In 1994 – Israeli Prime Minister Yitzhak Rabin and PLO leader Yasser Arafat signed a historic accord on Palestinian autonomy that granted self-rule in the Gaza Strip and Jericho.
In 1998 – Unabomber Theodore Kaczynski was given four life sentences plus 30 years by a federal judge in Sacramento, CA. The sentence was under a plea agreement that spared Kaczynski the death penalty.
In 1999 – Manuel Babbitt was executed for killing Leah Schendel in 1980. Babbitt had received a purple heart for his injuries in Vietnam while on death row.
In 2000 – Londoners elected their mayor for the first time.
And, in 2003 – Idaho Gem was born. He was the first member of the horse family to be cloned.

If you were born on this date, you share a birthday with the following luminaries.

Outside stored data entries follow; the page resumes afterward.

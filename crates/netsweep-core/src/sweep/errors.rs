use std::fmt;

use serde::ser::{Serialize, SerializeStruct, Serializer};

use crate::errors::NetsweepError;
use crate::provider::errors::ProviderError;
use crate::resources::types::ResourceKind;

/// Provider call that changes state.
#[derive(Debug, Clone, Copy, PartialEq, Eq)]
pub enum MutationOp {
    Delete,
    Disassociate,
    DeleteRoute,
}

impl fmt::Display for MutationOp {
    fn fmt(&self, f: &mut fmt::Formatter<'_>) -> fmt::Result {
        match self {
            MutationOp::Delete => write!(f, "delete"),
            MutationOp::Disassociate => write!(f, "disassociate"),
            MutationOp::DeleteRoute => write!(f, "delete route"),
        }
    }
}

/// Failures a sweep recovers from. None of them aborts the sweep.
#[derive(Debug, Clone, PartialEq, Eq, thiserror::Error)]
pub enum SweepError {
    #[error("Failed to describe {kind} resources in '{scope}': {source}")]
    QueryFailed {
        kind: ResourceKind,
        scope: String,
        #[source]
        source: ProviderError,
    },

    #[error("Failed to {operation} {kind} '{id}': {source}")]
    MutationFailed {
        kind: ResourceKind,
        id: String,
        operation: MutationOp,
        #[source]
        source: ProviderError,
    },

    #[error("Timed out after {waited_secs}s waiting for {} {kind} deletion(s)", .pending.len())]
    WaitTimedOut {
        kind: ResourceKind,
        pending: Vec<String>,
        waited_secs: u64,
    },
}

impl NetsweepError for SweepError {
    fn error_code(&self) -> &'static str {
        match self {
            SweepError::QueryFailed { .. } => "SWEEP_QUERY_FAILED",
            SweepError::MutationFailed { .. } => "SWEEP_MUTATION_FAILED",
            SweepError::WaitTimedOut { .. } => "SWEEP_WAIT_TIMED_OUT",
        }
    }
}

impl Serialize for SweepError {
    fn serialize<S: Serializer>(&self, serializer: S) -> Result<S::Ok, S::Error> {
        let mut state = serializer.serialize_struct("SweepError", 2)?;
        state.serialize_field("code", self.error_code())?;
        state.serialize_field("message", &self.to_string())?;
        state.end()
    }
}
//! Tool Catalog - tool definitions and the compiled-in directory

mod builtin;
mod definition;
mod store;

pub use definition::{
    Category, DEFAULT_ACTION_TEXT, IMAGE_OCR, InputWidget, InteractionType, TEXT_TO_PDF, Tool,
};
pub use store::ToolCatalog;

use crate::error::Result;

/// Startup check of the built-in catalog and the completion table keyed on it
pub fn validate_builtin() -> Result<()> {
    let catalog = ToolCatalog::builtin();
    catalog.validate()?;
    crate::session::validate_completion_table(catalog)?;
    log::info!("Catalog validated: {} tools", catalog.len());
    Ok(())
}

#[cfg(test)]
mod tests {
    use super::*;

    #[test]
    fn test_validate_builtin() {
        assert!(validate_builtin().is_ok());
    }
}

Horace Mann 1796 – Educator.
Thomas Huxley 1825 – Biologist.
Howard DaSilva 1909 – Actor.
Hosni Mubarak 1928 – Egyptian president.
Audrey Hepburn 1929 – Actress.
Roberta Peters 1930 – Opera singer.
Dick Dale 1937 – Musician.
Tyrone Davis 1938 – Singer.
George F. Will 1941 – Columnist.
David LaFlamme 1941 – Musician.
Paul Gleason 1944 – Actor.
Peggy Santiglia 1944 – Singer.
Stella Parton 1949 – Country singer.
Pia Zadora 1954 – Actress.
Randy Travis 1959 – Country singer.
Mary McDonough 1961 – Actress.
Ana Gasteyer 1967 – Comedian.
Will Arnet 1970 – Actor.
Kimora Lee Simmons 1975 – Television personality.
Lance Bass 1979 – Singer.
And finally, Alexander Gould 1994 – Actor.